Student WOW-factor: Margaret Peterson Haddix is visiting our school in March.  Adventure-filled.  Suspenseful.  Strong girl protagonist.  Interesting plot twist.

What books are currently hot in your classroom?  Any suggestions on books I should add?

About Jen

For as long as I can remember, I have loved to read. I have always viewed words as having a magical quality-able to transport, illuminate and inspire. I was able to parlay this love of reading into a career as a language arts teacher and am able to encourage students every day to find books that “speak” to them. I decided to blog about the books I read because books are meant to be shared and discussed. 🙂

This entry was posted in Middle Grade Fiction, Teaching Ideas. Bookmark the permalink.

8 Responses to What’s Hot in the Classroom? January Edition

  1. All of these books look incredible and they would fit well in my classroom library as well….especially A Tale Dark and Grimm. Haddix is loved by my students as well. It’s very cool that she is coming to visit your school. I can’t wait to hear details. I loved the Found series! Also, I love your classroom library. It looks great!

    • Jen says:

      Yes! I absolutely think that all of these books will translate well into an 8th grade library.
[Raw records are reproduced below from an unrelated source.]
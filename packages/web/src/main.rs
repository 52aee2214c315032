use dioxus::prelude::*;

use form::FormConfig;
use views::{Login, Register};

mod views;

#[derive(Debug, Clone, Routable, PartialEq)]
#[rustfmt::skip]
enum Route {
    #[route("/")]
    Register {},
    #[route("/login")]
    Login {},
}

/// Form behaviour, baked in at build time.
const SIGNUP_TOML: &str = include_str!("../signup.toml");

fn main() {
    dioxus::logger::init(tracing::Level::INFO).expect("failed to initialise logger");
    dioxus::launch(App);
}

fn load_config() -> FormConfig {
    match FormConfig::from_toml(SIGNUP_TOML) {
        Ok(config) => config,
        Err(e) => {
            tracing::warn!("Invalid {}, using defaults: {}", FormConfig::filename(), e);
            FormConfig::default()
        }
    }
}

#[component]
fn App() -> Element {
    use_context_provider(load_config);

    rsx! {
        // Global app resources
        document::Link { rel: "stylesheet", href: ui::REGISTER_CSS }

        Router::<Route> {}
    }
}
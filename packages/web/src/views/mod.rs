mod login;
pub use login::Login;

mod register;
pub use register::Register;
//! Sign-in page view. Signing in is handled elsewhere; this screen only
//! closes the loop from the registration form.

use dioxus::prelude::*;

/// Login page component.
#[component]
pub fn Login() -> Element {
    rsx! {
        section {
            class: "register",

            h1 { "Sign in" }

            p { "Signing in is not available yet." }

            div {
                class: "sign-in-prompt",
                span { "Need an account?" }
                a {
                    href: "/",
                    "Register"
                }
            }
        }
    }
}
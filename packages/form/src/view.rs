//! Render snapshot derived from a [`FormState`].
//!
//! A [`FormView`] is everything a renderer needs and nothing it could use to
//! mutate the form: per-field visibility flags plus the form-level submit and
//! error state.

use crate::field::{descriptor, FieldId};
use crate::state::FormState;

/// What the presentation layer shows for one field.
#[derive(Clone, Debug, PartialEq, Eq)]
pub struct FieldView {
    pub id: FieldId,
    pub value: String,
    pub show_instructions: bool,
    pub show_tick: bool,
    pub show_cross: bool,
    /// Drives `aria-invalid`.
    pub invalid: bool,
}

/// What the presentation layer shows for the whole form.
#[derive(Clone, Debug, PartialEq, Eq)]
pub struct FormView {
    pub fields: [FieldView; 3],
    pub submit_enabled: bool,
    pub submitted: bool,
    pub error_message: String,
}

impl FieldView {
    fn derive(state: &FormState, id: FieldId) -> Self {
        let value = state.value(id);
        let filled = !value.is_empty();
        let valid = state.is_valid(id);
        let tick_requires_value = descriptor(id).tick_requires_value;
        Self {
            id,
            value: value.to_string(),
            show_instructions: state
                .hint_gate(id)
                .allows(state.is_focused(id), filled, valid),
            show_tick: valid && (filled || !tick_requires_value),
            // No cross before the user has typed anything.
            show_cross: !valid && filled,
            invalid: !valid,
        }
    }
}

impl FormView {
    pub fn field(&self, id: FieldId) -> &FieldView {
        &self.fields[id.index()]
    }

    pub fn has_error(&self) -> bool {
        !self.error_message.is_empty()
    }
}

impl FormState {
    /// Snapshot of the current render state.
    pub fn view(&self) -> FormView {
        let submitted = self.is_submitted();
        FormView {
            fields: FieldId::ALL.map(|id| FieldView::derive(self, id)),
            submit_enabled: self.can_submit(),
            submitted,
            error_message: if submitted {
                String::new()
            } else {
                self.error_message().to_string()
            },
        }
    }
}

impl From<&FormState> for FormView {
    fn from(state: &FormState) -> Self {
        state.view()
    }
}
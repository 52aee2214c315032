//! Registration page view.

use dioxus::prelude::*;
use form::{AccountCreator, Credentials, NoopAccountCreator};
use ui::RegisterForm;

/// Register page component.
#[component]
pub fn Register() -> Element {
    let handle_submit = move |credentials: Credentials| {
        spawn(async move {
            if let Err(e) = NoopAccountCreator.create_account(&credentials).await {
                tracing::error!("Failed to create account for {}: {}", credentials.username, e);
            }
        });
    };

    rsx! {
        RegisterForm {
            on_submit: handle_submit,
            sign_in_href: "/login",
        }
    }
}
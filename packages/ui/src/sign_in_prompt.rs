use dioxus::prelude::*;

/// "Already registered?" link to the sign-in screen.
#[component]
pub fn SignInPrompt(#[props(default = "/login".to_string())] href: String) -> Element {
    rsx! {
        div {
            class: "sign-in-prompt",
            span { "Already registered?" }
            a {
                href: "{href}",
                "Sign in!"
            }
        }
    }
}
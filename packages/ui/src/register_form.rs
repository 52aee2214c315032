//! Registration form: wires the form engine to Dioxus signals.

use dioxus::prelude::*;
use form::{Credentials, FormConfig, FormState};

use crate::{FieldRow, SignInPrompt, SuccessPanel};

/// Create the form state for this component, honouring a [`FormConfig`]
/// provided through context (defaults otherwise).
pub fn use_register_form() -> Signal<FormState> {
    let config = try_use_context::<FormConfig>().unwrap_or_default();
    use_signal(move || FormState::with_config(&config))
}

/// Username/password sign-up form.
///
/// `on_submit` receives the credentials once the form has entered its
/// submitted state; from then on the form is replaced by a [`SuccessPanel`].
#[component]
pub fn RegisterForm(
    on_submit: EventHandler<Credentials>,
    #[props(default = "/login".to_string())] sign_in_href: String,
) -> Element {
    let mut state = use_register_form();
    let view = state.read().view();

    if view.submitted {
        return rsx! {
            SuccessPanel { sign_in_href }
        };
    }

    let handle_submit = move |evt: FormEvent| {
        evt.prevent_default();
        let result = state.write().submit();
        match result {
            Ok(credentials) => on_submit.call(credentials),
            Err(e) => tracing::debug!("submit ignored: {}", e),
        }
    };

    rsx! {
        section {
            class: "register",

            if view.has_error() {
                p {
                    class: "register-error",
                    role: "alert",
                    "{view.error_message}"
                }
            }

            h1 { "Register" }

            form {
                class: "register-form",
                onsubmit: handle_submit,

                for field in view.fields.iter() {
                    FieldRow {
                        key: "{field.id:?}",
                        view: field.clone(),
                        form: state,
                    }
                }

                button {
                    class: "register-submit",
                    r#type: "submit",
                    disabled: !view.submit_enabled,
                    "Sign up"
                }
            }

            SignInPrompt { href: sign_in_href }
        }
    }
}
use crate::error::AccountError;
use crate::state::Credentials;

/// Async hand-off point for the credentials of a submitted form.
pub trait AccountCreator {
    fn create_account(
        &self,
        credentials: &Credentials,
    ) -> impl std::future::Future<Output = Result<(), AccountError>>;
}

/// Accepts every submission without contacting anything.
#[derive(Clone, Copy, Debug, Default)]
pub struct NoopAccountCreator;

impl AccountCreator for NoopAccountCreator {
    async fn create_account(&self, credentials: &Credentials) -> Result<(), AccountError> {
        tracing::info!(username = %credentials.username, "account creation is not wired up, accepting");
        Ok(())
    }
}
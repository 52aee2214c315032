//! # Form crate — validation and state for the sign-up form
//!
//! Everything the sign-up screen decides lives here; the `ui` crate only
//! renders a [`FormView`] and forwards [`FieldEvent`]s.
//!
//! ## Modules
//!
//! | Module | Purpose |
//! |--------|---------|
//! | [`rules`] | Pure username, password and confirmation predicates |
//! | [`field`] | Static descriptor table: labels, ids, help text, hint gates |
//! | [`state`] | [`FormState`]: values, focus, validity, error message, lifecycle |
//! | [`view`] | [`FormView`]: the per-render snapshot handed to the renderer |
//! | [`config`] | [`FormConfig`], loaded from `signup.toml` |
//! | [`account`] | [`AccountCreator`]: where submitted credentials are sent |
//!
//! ## Flow
//!
//! An input event goes through [`FormState::handle`], which stores the value and
//! recomputes the dependent validity flags in the same call. The renderer then
//! asks for [`FormState::view`] and looks up presentation details in
//! [`FIELDS`]. [`FormState::submit`] is the only way into the submitted state.

pub mod account;
pub mod config;
pub mod error;
pub mod field;
pub mod rules;
pub mod state;
pub mod view;

pub use account::{AccountCreator, NoopAccountCreator};
pub use config::FormConfig;
pub use error::{AccountError, SubmitError};
pub use field::{descriptor, FieldDescriptor, FieldId, HintGate, InputKind, FIELDS};
pub use rules::{valid_match, valid_password, valid_username, Rules, UsernameCharset};
pub use state::{Credentials, FieldEvent, FormState, Phase, Validity};
pub use view::{FieldView, FormView};
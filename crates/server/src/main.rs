mod api;
mod bootstrap;
mod health;

use std::time::Duration;

use anyhow::Result;
use tally_core::config::{AppConfig, LoadOptions};
use tokio::sync::oneshot;
use tracing_subscriber::EnvFilter;

fn init_logging(config: &AppConfig) {
    use tally_core::config::LogFormat::*;

    // RUST_LOG wins over the configured level when set.
    let filter = EnvFilter::try_from_default_env()
        .unwrap_or_else(|_| EnvFilter::new(config.logging.level.as_str()));

    match config.logging.format {
        Compact => {
            tracing_subscriber::fmt().with_target(false).with_env_filter(filter).compact().init();
        }
        Pretty => {
            tracing_subscriber::fmt().with_target(false).with_env_filter(filter).pretty().init();
        }
        Json => {
            tracing_subscriber::fmt().with_target(false).with_env_filter(filter).json().init();
        }
    }
}

#[tokio::main]
async fn main() -> Result<()> {
    run().await
}

pub async fn run() -> Result<()> {
    dotenv::dotenv().ok();
    let config = AppConfig::load(LoadOptions::default())?;
    init_logging(&config);

    let app = bootstrap::bootstrap_with_config(config).await?;
    let address = format!("{}:{}", app.config.server.bind_address, app.config.server.port);
    let listener = tokio::net::TcpListener::bind(&address).await?;
    let router = api::router(app.controller.clone(), &app.config.server.allowed_origins);

    let (stop, stopped) = oneshot::channel::<()>();
    let server = tokio::spawn(async move {
        axum::serve(listener, router)
            .with_graceful_shutdown(async {
                stopped.await.ok();
            })
            .await
    });

    tracing::info!(
        event_name = "system.server.started",
        correlation_id = "bootstrap",
        bind_address = %address,
        "tally-server started"
    );
    wait_for_shutdown().await?;
    tracing::info!(
        event_name = "system.server.stopping",
        correlation_id = "shutdown",
        "tally-server stopping"
    );

    stop.send(()).ok();
    let grace = Duration::from_secs(app.config.server.graceful_shutdown_secs);
    match tokio::time::timeout(grace, server).await {
        Ok(Ok(Ok(()))) => {}
        Ok(Ok(Err(error))) => {
            tracing::error!(
                event_name = "system.server.error",
                correlation_id = "shutdown",
                error = %error,
                "server terminated with an error"
            );
        }
        Ok(Err(error)) => {
            tracing::error!(
                event_name = "system.server.error",
                correlation_id = "shutdown",
                error = %error,
                "server task panicked"
            );
        }
        Err(_) => {
            tracing::warn!(
                event_name = "system.server.shutdown_timeout",
                correlation_id = "shutdown",
                grace_secs = grace.as_secs(),
                "in-flight requests did not finish before the grace period"
            );
        }
    }

    app.db_pool.close().await;
    Ok(())
}

async fn wait_for_shutdown() -> Result<()> {
    tokio::signal::ctrl_c().await?;
    Ok(())
}
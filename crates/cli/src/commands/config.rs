use std::env;
use std::fs;
use std::path::{Path, PathBuf};

use secrecy::{ExposeSecret, SecretString};
use tally_core::config::{AppConfig, LoadOptions};
use toml::Value;

struct Field {
    key: &'static str,
    env_keys: &'static [&'static str],
    value: String,
}

impl Field {
    fn new(key: &'static str, env_keys: &'static [&'static str], value: impl Into<String>) -> Self {
        Self { key, env_keys, value: value.into() }
    }
}

pub fn run() -> String {
    let config = match AppConfig::load(LoadOptions::default()) {
        Ok(config) => config,
        Err(error) => return format!("config validation failed: {error}"),
    };

    let config_file_path = detect_config_path();
    let config_file_doc = load_config_file_doc(config_file_path.as_deref());

    let mut lines = vec!["effective config (source precedence: env > file > default):".to_string()];
    for field in fields(&config) {
        let source = field_source(
            field.key,
            field.env_keys,
            config_file_doc.as_ref(),
            config_file_path.as_deref(),
        );
        lines.push(render_line(field.key, &field.value, source));
    }

    lines.join("\n")
}

fn fields(config: &AppConfig) -> Vec<Field> {
    let warehouse = &config.warehouse;
    let session_properties = warehouse
        .session_properties
        .iter()
        .map(|(key, value)| format!("{key}={value}"))
        .collect::<Vec<_>>()
        .join(",");

    vec![
        Field::new("warehouse.endpoint", &["TALLY_WAREHOUSE_ENDPOINT"], &warehouse.endpoint),
        Field::new("warehouse.catalog", &["TALLY_WAREHOUSE_CATALOG"], &warehouse.catalog),
        Field::new("warehouse.database", &["TALLY_WAREHOUSE_DATABASE"], &warehouse.database),
        Field::new("warehouse.user", &["TALLY_WAREHOUSE_USER"], &warehouse.user),
        Field::new(
            "warehouse.access_key",
            &["TALLY_WAREHOUSE_ACCESS_KEY"],
            redact_secret(warehouse.access_key.as_ref()),
        ),
        Field::new(
            "warehouse.secret_key",
            &["TALLY_WAREHOUSE_SECRET_KEY"],
            if warehouse.secret_key.is_some() { "<redacted>" } else { "<unset>" },
        ),
        Field::new("warehouse.region", &["TALLY_WAREHOUSE_REGION"], &warehouse.region),
        Field::new(
            "warehouse.session_properties",
            &["TALLY_WAREHOUSE_SESSION_PROPERTIES"],
            session_properties,
        ),
        Field::new(
            "warehouse.timeout_secs",
            &["TALLY_WAREHOUSE_TIMEOUT_SECS"],
            warehouse.timeout_secs.to_string(),
        ),
        Field::new(
            "warehouse.query_timeout_secs",
            &["TALLY_WAREHOUSE_QUERY_TIMEOUT_SECS"],
            warehouse.query_timeout_secs.to_string(),
        ),
        Field::new(
            "llm.provider",
            &["TALLY_LLM_PROVIDER"],
            format!("{:?}", config.llm.provider).to_lowercase(),
        ),
        Field::new("llm.model", &["TALLY_LLM_MODEL"], &config.llm.model),
        Field::new("llm.base_url", &["TALLY_LLM_BASE_URL"], config.llm.effective_base_url()),
        Field::new(
            "llm.api_key",
            &["TALLY_LLM_API_KEY"],
            redact_secret(config.llm.api_key.as_ref()),
        ),
        Field::new(
            "llm.timeout_secs",
            &["TALLY_LLM_TIMEOUT_SECS"],
            config.llm.timeout_secs.to_string(),
        ),
        Field::new(
            "llm.max_retries",
            &["TALLY_LLM_MAX_RETRIES"],
            config.llm.max_retries.to_string(),
        ),
        Field::new("database.url", &["TALLY_DATABASE_URL"], &config.database.url),
        Field::new(
            "database.max_connections",
            &["TALLY_DATABASE_MAX_CONNECTIONS"],
            config.database.max_connections.to_string(),
        ),
        Field::new(
            "database.timeout_secs",
            &["TALLY_DATABASE_TIMEOUT_SECS"],
            config.database.timeout_secs.to_string(),
        ),
        Field::new(
            "metadata.path",
            &["TALLY_METADATA_PATH"],
            config.metadata.path.display().to_string(),
        ),
        Field::new(
            "metadata.extra_descriptions_path",
            &["TALLY_METADATA_EXTRA_DESCRIPTIONS_PATH"],
            config
                .metadata
                .extra_descriptions_path
                .as_ref()
                .map(|path| path.display().to_string())
                .unwrap_or_else(|| "<unset>".to_string()),
        ),
        Field::new(
            "pipeline.max_fix_attempts",
            &["TALLY_PIPELINE_MAX_FIX_ATTEMPTS"],
            config.pipeline.max_fix_attempts.to_string(),
        ),
        Field::new(
            "pipeline.max_chart_attempts",
            &["TALLY_PIPELINE_MAX_CHART_ATTEMPTS"],
            config.pipeline.max_chart_attempts.to_string(),
        ),
        Field::new(
            "pipeline.max_result_rows",
            &["TALLY_PIPELINE_MAX_RESULT_ROWS"],
            config.pipeline.max_result_rows.to_string(),
        ),
        Field::new(
            "pipeline.history_turns",
            &["TALLY_PIPELINE_HISTORY_TURNS"],
            config.pipeline.history_turns.to_string(),
        ),
        Field::new(
            "pipeline.analysis_plan",
            &["TALLY_PIPELINE_ANALYSIS_PLAN"],
            config.pipeline.analysis_plan.to_string(),
        ),
        Field::new(
            "server.bind_address",
            &["TALLY_SERVER_BIND_ADDRESS"],
            &config.server.bind_address,
        ),
        Field::new("server.port", &["TALLY_SERVER_PORT", "PORT"], config.server.port.to_string()),
        Field::new(
            "server.graceful_shutdown_secs",
            &["TALLY_SERVER_GRACEFUL_SHUTDOWN_SECS"],
            config.server.graceful_shutdown_secs.to_string(),
        ),
        Field::new(
            "server.allowed_origins",
            &["TALLY_SERVER_ALLOWED_ORIGINS"],
            if config.server.allowed_origins.is_empty() {
                "<none>".to_string()
            } else {
                config.server.allowed_origins.join(",")
            },
        ),
        Field::new(
            "logging.level",
            &["TALLY_LOGGING_LEVEL", "TALLY_LOG_LEVEL"],
            &config.logging.level,
        ),
        Field::new(
            "logging.format",
            &["TALLY_LOGGING_FORMAT", "TALLY_LOG_FORMAT"],
            format!("{:?}", config.logging.format).to_lowercase(),
        ),
    ]
}

fn detect_config_path() -> Option<PathBuf> {
    [PathBuf::from("tally.toml"), PathBuf::from("config/tally.toml")]
        .into_iter()
        .find(|path| path.exists())
}

fn load_config_file_doc(path: Option<&Path>) -> Option<Value> {
    let path = path?;
    let raw = fs::read_to_string(path).ok()?;
    raw.parse::<Value>().ok()
}

fn field_source(
    key_path: &str,
    env_keys: &[&str],
    config_file_doc: Option<&Value>,
    config_file_path: Option<&Path>,
) -> String {
    if let Some(env_key) = env_keys.iter().find(|key| env::var_os(key).is_some()) {
        return format!("env ({env_key})");
    }

    if let Some(doc) = config_file_doc {
        if contains_path(doc, key_path) {
            let file_path = config_file_path
                .map(|path| path.display().to_string())
                .unwrap_or_else(|| "config file".to_string());
            return format!("file ({file_path})");
        }
    }

    "default".to_string()
}

fn contains_path(root: &Value, key_path: &str) -> bool {
    let mut current = root;
    for key in key_path.split('.') {
        let Some(next) = current.get(key) else {
            return false;
        };
        current = next;
    }
    true
}

fn render_line(key: &str, value: &str, source: String) -> String {
    format!("- {key} = {value} (source: {source})")
}

/// Keeps a vendor prefix such as `sk-` or `AKLT-` and hides the rest.
fn redact_secret(secret: Option<&SecretString>) -> String {
    let Some(secret) = secret else {
        return "<unset>".to_string();
    };
    let trimmed = secret.expose_secret().trim();
    if trimmed.is_empty() {
        return "<empty>".to_string();
    }

    if let Some((prefix, _)) = trimmed.split_once('-') {
        return format!("{prefix}-***");
    }

    "<redacted>".to_string()
}

#[cfg(test)]
mod tests {
    use secrecy::SecretString;
    use toml::Value;

    use super::{contains_path, redact_secret};

    #[test]
    fn secrets_keep_only_their_prefix() {
        assert_eq!(redact_secret(None), "<unset>");
        let secret = |value: &str| SecretString::from(value.to_string());
        assert_eq!(redact_secret(Some(&secret("sk-live-abcdef"))), "sk-***");
        assert_eq!(redact_secret(Some(&secret("plainsecret"))), "<redacted>");
        assert_eq!(redact_secret(Some(&SecretString::from("  ".to_string()))), "<empty>");
    }

    #[test]
    fn nested_keys_are_found_in_config_file() {
        let doc: Value = "[warehouse]\nendpoint = \"http://presto:8080\"\n".parse().expect("toml");
        assert!(contains_path(&doc, "warehouse.endpoint"));
        assert!(!contains_path(&doc, "warehouse.catalog"));
        assert!(!contains_path(&doc, "llm.model"));
    }
}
      I really like Haddix’s Shadow Children series! We are excited about her visit as well. I saw her speak last year at the state Power of the Pen competition and was really impressed. She knows how to speak and relate to young people. :)

  2. Beverly says:

    Ok, I’m going to have to appropriate this for my school library blog. It makes my day when a student comes up to me outside the library and wants to talk books. I just recently bought for myself The Grimm Tales. I loved Running Out of Time.

    Beverly aka Booklady

    • Jen says:

      Thanks Beverly! I love when students talk to me about books as well. Building book excitement and talking about reading is one of my favorite parts of the job. I remember reading Running Out of Time when it first came out; I used to have the original hard cover but it disappeared somewhere along the way. :/ I am looking forward to see what you think of A Tale Dark and Grimm; my students think it is wonderful. Thanks again for stopping by. :)

  3. I’m sooooooo glad to find your blog! You cover books I love and want to see covered more :)

    • Jen says:

      Thanks so much for stopping by Jill! I am a huge fan of your blog and your book reviews! :) I will soon be writing reviews of some of the books that I mentioned today so be sure to stop back. :)

  4. Julie says:

    I really like your blog! It is great…On another note, I was always told that during silent reading time, all the time should be used for conferencing since it is great to model reading for kids, but it is extremely important to constantly be conferencing with students. What do you think about that? Keep reading and writing!

    • Jen says:

      Thanks for stopping by. I am glad you like the blog. I do think that conferencing with students is essential and do a lot of it! However, I also think that modeling a reader’s life is also essential. I try to find a balance. Typically, I would say I spend about 70 percent of the time with either formal or informal conferencing, helping match students up to appropriate books, etc. and about 30 percent modeling my own reading. Conferencing can be done outside of the silent reading time; I often find myself having informal conferences with kids in the halls, between classes, at lunch, etc. Utilizing those pockets of time is essential for me. Luckily, I work closely with our literacy teacher, and we share conferencing duties! Great question. I would be interested to hear your own opinion.